Static and dynamic combined analysis for bug detection of web apps

Abstract

JavaScript programs are prevalent and JavaScript developers need better tools to write high-quality programs. Static analysis is one of the powerful foundations underlying developer tools. However, dynamic features of the language obstruct the practical use of static analysis. Annual language updates require static analyzers to catch up constantly, and host environments require manual efforts to handle extra semantics. By leveraging concrete interpreters, static and dynamic combined analyses have alleviated such challenges. However, they have limitations to maximizing the benefits of dynamic analysis. In this thesis, we present a novel static and dynamic combined analysis framework for the bug detection of JavaScript web applications.

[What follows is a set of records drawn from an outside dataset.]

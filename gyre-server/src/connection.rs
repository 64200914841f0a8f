//! Connections owned by one event worker
//!
//! Each accepted stream is split into a reader task, which forwards inbound
//! bytes to the owning worker, and a writer task, which drains the
//! connection's outbound queue. The worker itself only keeps protocol state
//! in a [`ConnectionTable`] and never awaits on a socket.

use crate::error::ConnectionError;
use crate::event::{CloseReason, ConnectionInfo, WebSocketRequest};
use crate::reactor::{WorkerInput, WorkerSender};
use crate::server::Shared;
use bytes::{Bytes, BytesMut};
use gyre_core::error::CloseCode;
use gyre_core::frame::{DecodeLimits, Frame, FrameParser};
use gyre_core::message::{Message, MessageAssembler};
use gyre_core::transport::BoxedStream;
use std::collections::BTreeMap;
use std::net::SocketAddr;
use std::sync::atomic::{AtomicUsize, Ordering};
use std::sync::Arc;
use tokio::io::{AsyncReadExt, AsyncWriteExt, ReadHalf, WriteHalf};
use tokio::sync::{mpsc, watch};
use tokio::task::AbortHandle;

/// Server-wide connection identifier, unique for the server's lifetime
pub type ConnectionId = u64;

/// Protocol state of a connection
#[derive(Debug, Clone, Copy, PartialEq, Eq)]
pub enum ConnectionState {
    /// Bytes go to Receive handlers as they arrive
    RawTcp,
    /// Waiting for the upgrade request on a WebSocket listener
    Handshaking,
    /// Upgrade completed; bytes are decoded as frames
    WebSocketOpen,
    /// Close scheduled; further input is ignored
    Closing,
    Closed,
}

/// Queued write for a connection's writer task
#[derive(Debug)]
pub(crate) enum Outbound {
    Data(Bytes),
    /// Flush, then shut down the write side
    Close,
}

/// Counts toward `max_connections` until dropped
#[derive(Debug)]
pub(crate) struct ConnectionPermit {
    live: Arc<AtomicUsize>,
}

impl ConnectionPermit {
    /// Take a slot unless `max` are already live
    pub(crate) fn acquire(live: &Arc<AtomicUsize>, max: usize) -> Result<Self, ConnectionError> {
        live.fetch_update(Ordering::AcqRel, Ordering::Acquire, |current| {
            (current < max).then_some(current + 1)
        })
        .map_err(|current| ConnectionError::LimitExceeded { current, max })?;
        Ok(Self {
            live: Arc::clone(live),
        })
    }
}

impl Drop for ConnectionPermit {
    fn drop(&mut self) {
        self.live.fetch_sub(1, Ordering::AcqRel);
    }
}

/// A stream handed from an acceptor to an event worker
pub(crate) struct Incoming {
    pub(crate) id: ConnectionId,
    pub(crate) stream: BoxedStream,
    pub(crate) remote_addr: SocketAddr,
    /// Index into the server's listeners; 0 is the main server
    pub(crate) listener: usize,
    pub(crate) permit: ConnectionPermit,
}

impl std::fmt::Debug for Incoming {
    fn fmt(&self, f: &mut std::fmt::Formatter<'_>) -> std::fmt::Result {
        f.debug_struct("Incoming")
            .field("id", &self.id)
            .field("remote_addr", &self.remote_addr)
            .field("listener", &self.listener)
            .finish()
    }
}

/// A live connection
#[derive(Debug)]
pub struct Connection {
    id: ConnectionId,
    remote_addr: SocketAddr,
    listener: usize,
    server_port: u16,
    state: ConnectionState,
    outbound: mpsc::UnboundedSender<Outbound>,
    pub(crate) parser: FrameParser,
    pub(crate) assembler: MessageAssembler,
    pub(crate) handshake_buf: BytesMut,
    pub(crate) request: Option<Arc<WebSocketRequest>>,
    route: watch::Sender<WorkerSender>,
    reader: AbortHandle,
    handshake_timer: Option<AbortHandle>,
    _permit: ConnectionPermit,
}

impl Connection {
    pub fn id(&self) -> ConnectionId {
        self.id
    }

    pub fn remote_addr(&self) -> SocketAddr {
        self.remote_addr
    }

    /// Local port the connection arrived on
    pub fn server_port(&self) -> u16 {
        self.server_port
    }

    /// Listener index; 0 is the main server, sub-servers follow in order
    pub fn listener(&self) -> usize {
        self.listener
    }

    pub fn state(&self) -> ConnectionState {
        self.state
    }

    pub fn is_websocket(&self) -> bool {
        self.state == ConnectionState::WebSocketOpen
    }

    /// Upgrade request, once the handshake completed
    pub fn request(&self) -> Option<&WebSocketRequest> {
        self.request.as_deref()
    }

    pub(crate) fn set_state(&mut self, state: ConnectionState) {
        self.state = state;
        if state != ConnectionState::Handshaking {
            self.cancel_handshake_timer();
        }
    }

    pub(crate) fn set_handshake_timer(&mut self, timer: AbortHandle) {
        self.handshake_timer = Some(timer);
    }

    fn cancel_handshake_timer(&mut self) {
        if let Some(timer) = self.handshake_timer.take() {
            timer.abort();
        }
    }

    /// Point the reader task at another worker
    pub(crate) fn reroute(&self, worker: WorkerSender) {
        self.route.send_replace(worker);
    }

    pub(crate) fn write(&self, data: Bytes) -> Result<(), ConnectionError> {
        if matches!(self.state, ConnectionState::Closing | ConnectionState::Closed) {
            return Err(ConnectionError::Closing { id: self.id });
        }
        self.outbound
            .send(Outbound::Data(data))
            .map_err(|_| ConnectionError::Closing { id: self.id })
    }

    /// Encode and queue a server frame
    pub(crate) fn write_message(&self, message: &Message) -> Result<(), ConnectionError> {
        if self.state != ConnectionState::WebSocketOpen {
            return Err(ConnectionError::NotWebSocket { id: self.id });
        }
        self.write(message.to_frame().to_bytes())
    }

    /// Queue a close frame, bypassing the closing check
    pub(crate) fn write_close_frame(&self, code: CloseCode, reason: &str) {
        let frame = Frame::close(Some(code.code()), reason);
        let _ = self.outbound.send(Outbound::Data(frame.to_bytes()));
    }

    /// Queue raw bytes regardless of state; used for handshake responses
    pub(crate) fn write_raw(&self, data: Bytes) {
        let _ = self.outbound.send(Outbound::Data(data));
    }

    fn shutdown(&mut self) {
        self.cancel_handshake_timer();
        self.reader.abort();
        let _ = self.outbound.send(Outbound::Close);
        self.state = ConnectionState::Closed;
    }
}

impl Drop for Connection {
    fn drop(&mut self) {
        if self.state != ConnectionState::Closed {
            self.shutdown();
        }
    }
}

/// Connections owned by one event worker
#[derive(Debug)]
pub struct ConnectionTable {
    worker_id: usize,
    reply: WorkerSender,
    connections: BTreeMap<ConnectionId, Connection>,
    pending_closes: Vec<(ConnectionId, CloseReason)>,
}

impl ConnectionTable {
    pub(crate) fn new(worker_id: usize, reply: WorkerSender) -> Self {
        Self {
            worker_id,
            reply,
            connections: BTreeMap::new(),
            pending_closes: Vec::new(),
        }
    }

    /// Sender for the owning worker's input queue
    pub(crate) fn reply_sender(&self) -> &WorkerSender {
        &self.reply
    }

    /// Register an accepted stream and start its reader and writer.
    pub(crate) fn accept(&mut self, incoming: Incoming, shared: &Shared) -> ConnectionInfo {
        let Incoming {
            id,
            stream,
            remote_addr,
            listener,
            permit,
        } = incoming;
        let runtime = shared.listener(listener);
        let server_port = runtime.map_or(0, |l| l.local_addr.port());
        let websocket = runtime.map_or(false, |l| l.config.sock_type == crate::config::SockType::WebSocket);

        let (read_half, write_half) = tokio::io::split(stream);
        let (route_tx, route_rx) = watch::channel(self.reply.clone());
        let (out_tx, out_rx) = mpsc::unbounded_channel();

        let reader = tokio::spawn(read_loop(
            id,
            read_half,
            route_rx.clone(),
            shared.config.read_buffer_size,
        ))
        .abort_handle();
        tokio::spawn(write_loop(id, write_half, out_rx, route_rx));

        let limits = DecodeLimits {
            max_frame_size: shared.config.max_frame_size,
            require_mask: true,
        };
        let connection = Connection {
            id,
            remote_addr,
            listener,
            server_port,
            state: if websocket {
                ConnectionState::Handshaking
            } else {
                ConnectionState::RawTcp
            },
            outbound: out_tx,
            parser: FrameParser::new(limits),
            assembler: MessageAssembler::new(shared.config.max_message_size),
            handshake_buf: BytesMut::new(),
            request: None,
            route: route_tx,
            reader,
            handshake_timer: None,
            _permit: permit,
        };
        let info = self.info_of(&connection);
        self.connections.insert(id, connection);
        info
    }

    /// Take over a connection from a retiring worker
    pub(crate) fn adopt(&mut self, connection: Connection) -> ConnectionInfo {
        connection.reroute(self.reply.clone());
        let info = self.info_of(&connection);
        self.connections.insert(connection.id, connection);
        info
    }

    fn info_of(&self, connection: &Connection) -> ConnectionInfo {
        ConnectionInfo {
            connection_id: connection.id,
            reactor_id: self.worker_id,
            server_port: connection.server_port,
            remote_addr: connection.remote_addr,
        }
    }

    pub fn info(&self, id: ConnectionId) -> Option<ConnectionInfo> {
        self.connections.get(&id).map(|c| self.info_of(c))
    }

    pub fn get(&self, id: ConnectionId) -> Option<&Connection> {
        self.connections.get(&id)
    }

    pub(crate) fn get_mut(&mut self, id: ConnectionId) -> Option<&mut Connection> {
        self.connections.get_mut(&id)
    }

    pub fn lookup(&self, id: ConnectionId) -> Result<&Connection, ConnectionError> {
        self.get(id).ok_or(ConnectionError::NotFound { id })
    }

    pub fn ids(&self) -> Vec<ConnectionId> {
        self.connections.keys().copied().collect()
    }

    pub fn len(&self) -> usize {
        self.connections.len()
    }

    pub fn is_empty(&self) -> bool {
        self.connections.is_empty()
    }

    pub(crate) fn send(&self, id: ConnectionId, data: Bytes) -> Result<(), ConnectionError> {
        self.lookup(id)?.write(data)
    }

    pub(crate) fn push(&self, id: ConnectionId, message: &Message) -> Result<(), ConnectionError> {
        self.lookup(id)?.write_message(message)
    }

    /// Mark a connection closing. It is removed and its Close event published
    /// after the current event finishes.
    pub(crate) fn close(&mut self, id: ConnectionId, reason: CloseReason) -> Result<(), ConnectionError> {
        let connection = self
            .connections
            .get_mut(&id)
            .ok_or(ConnectionError::NotFound { id })?;
        if connection.state != ConnectionState::Closing {
            connection.set_state(ConnectionState::Closing);
            self.pending_closes.push((id, reason));
        }
        Ok(())
    }

    pub(crate) fn has_pending_closes(&self) -> bool {
        !self.pending_closes.is_empty()
    }

    pub(crate) fn take_pending_closes(&mut self) -> Vec<(ConnectionId, CloseReason)> {
        std::mem::take(&mut self.pending_closes)
    }

    /// Remove a connection, shutting down its tasks
    pub(crate) fn remove(&mut self, id: ConnectionId) -> Option<(ConnectionInfo, Connection)> {
        let mut connection = self.connections.remove(&id)?;
        let info = self.info_of(&connection);
        connection.shutdown();
        Some((info, connection))
    }

    /// Remove a connection without shutting it down, for hand-off
    pub(crate) fn detach(&mut self, id: ConnectionId) -> Option<Connection> {
        self.connections.remove(&id)
    }

    /// Write `payload` to every matching connection that is not closing.
    ///
    /// Open WebSocket connections receive a binary message, all others the
    /// raw bytes. A failed write is logged and closes that connection only.
    pub(crate) fn broadcast<P>(&mut self, predicate: P, payload: Bytes) -> usize
    where
        P: Fn(&Connection) -> bool,
    {
        let mut delivered = 0;
        let mut failed = Vec::new();
        let framed = Message::Binary(payload.clone());
        for connection in self.connections.values() {
            if matches!(
                connection.state,
                ConnectionState::Closing | ConnectionState::Closed | ConnectionState::Handshaking
            ) || !predicate(connection)
            {
                continue;
            }
            let result = if connection.is_websocket() {
                connection.write_message(&framed)
            } else {
                connection.write(payload.clone())
            };
            match result {
                Ok(()) => delivered += 1,
                Err(e) => {
                    crate::log_warn!("broadcast to connection {} failed: {}", connection.id, e);
                    failed.push(connection.id);
                }
            }
        }
        for id in failed {
            let _ = self.close(id, CloseReason::WriteFailed);
        }
        delivered
    }
}

/// Deliver to whichever worker currently owns the connection. A worker that
/// retired before the new owner rerouted us is waited out.
async fn deliver(route: &mut watch::Receiver<WorkerSender>, mut input: WorkerInput) -> bool {
    loop {
        let target = route.borrow_and_update().clone();
        match target.send(input) {
            Ok(()) => return true,
            Err(mpsc::error::SendError(returned)) => {
                input = returned;
                if route.changed().await.is_err() {
                    return false;
                }
            }
        }
    }
}

async fn read_loop(
    id: ConnectionId,
    mut reader: ReadHalf<BoxedStream>,
    mut route: watch::Receiver<WorkerSender>,
    buffer_size: usize,
) {
    let mut buf = BytesMut::with_capacity(buffer_size);
    loop {
        buf.reserve(buffer_size);
        let input = match reader.read_buf(&mut buf).await {
            Ok(0) => WorkerInput::Closed { id, error: None },
            Ok(_) => WorkerInput::Data {
                id,
                data: buf.split().freeze(),
            },
            Err(e) => WorkerInput::Closed {
                id,
                error: Some(e.to_string()),
            },
        };
        let last = matches!(input, WorkerInput::Closed { .. });
        if !deliver(&mut route, input).await || last {
            break;
        }
    }
}

async fn write_loop(
    id: ConnectionId,
    mut writer: WriteHalf<BoxedStream>,
    mut outbound: mpsc::UnboundedReceiver<Outbound>,
    mut route: watch::Receiver<WorkerSender>,
) {
    while let Some(item) = outbound.recv().await {
        match item {
            Outbound::Data(data) => {
                if let Err(e) = writer.write_all(&data).await {
                    let failed = WorkerInput::WriteFailed {
                        id,
                        error: e.to_string(),
                    };
                    deliver(&mut route, failed).await;
                    return;
                }
            }
            Outbound::Close => break,
        }
    }
    let _ = writer.flush().await;
    let _ = writer.shutdown().await;
}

It provides two perspectives of using dynamic analysis: improving analysis precision aggressively by sacrificing soundness or analysis performances soundly. In the first perspective, the dynamic analysis samples partial execution flows among all possible program behavior, and the static analysis utilizes the dynamically collected states. We present a staged combined analysis to precisely analyze the event loop of web applications with a novel analysis unit, the EventHandler. We automate modeling opaque code in static analysis via dynamic analysis as well. Although they cannot guarantee the soundness of the analysis, they can aggressively reduce false positives and manual modeling efforts in static analysis for the practical use of static analysis. In the other perspective, we soundly combine static and dynamic analyses to leverage the benefits of high-performance JavaScript engines. We study both directions of alternating abstract and concrete semantics: triggering dynamic analysis during static analysis and applying abstract semantics on dynamic analysis. Our experiment shows that SAFE_DS, the first direction of combined analysis, is 6.3x faster than the baseline static analyzer SAFE, and the other JSCA is 13.7x faster than SAFE_DS.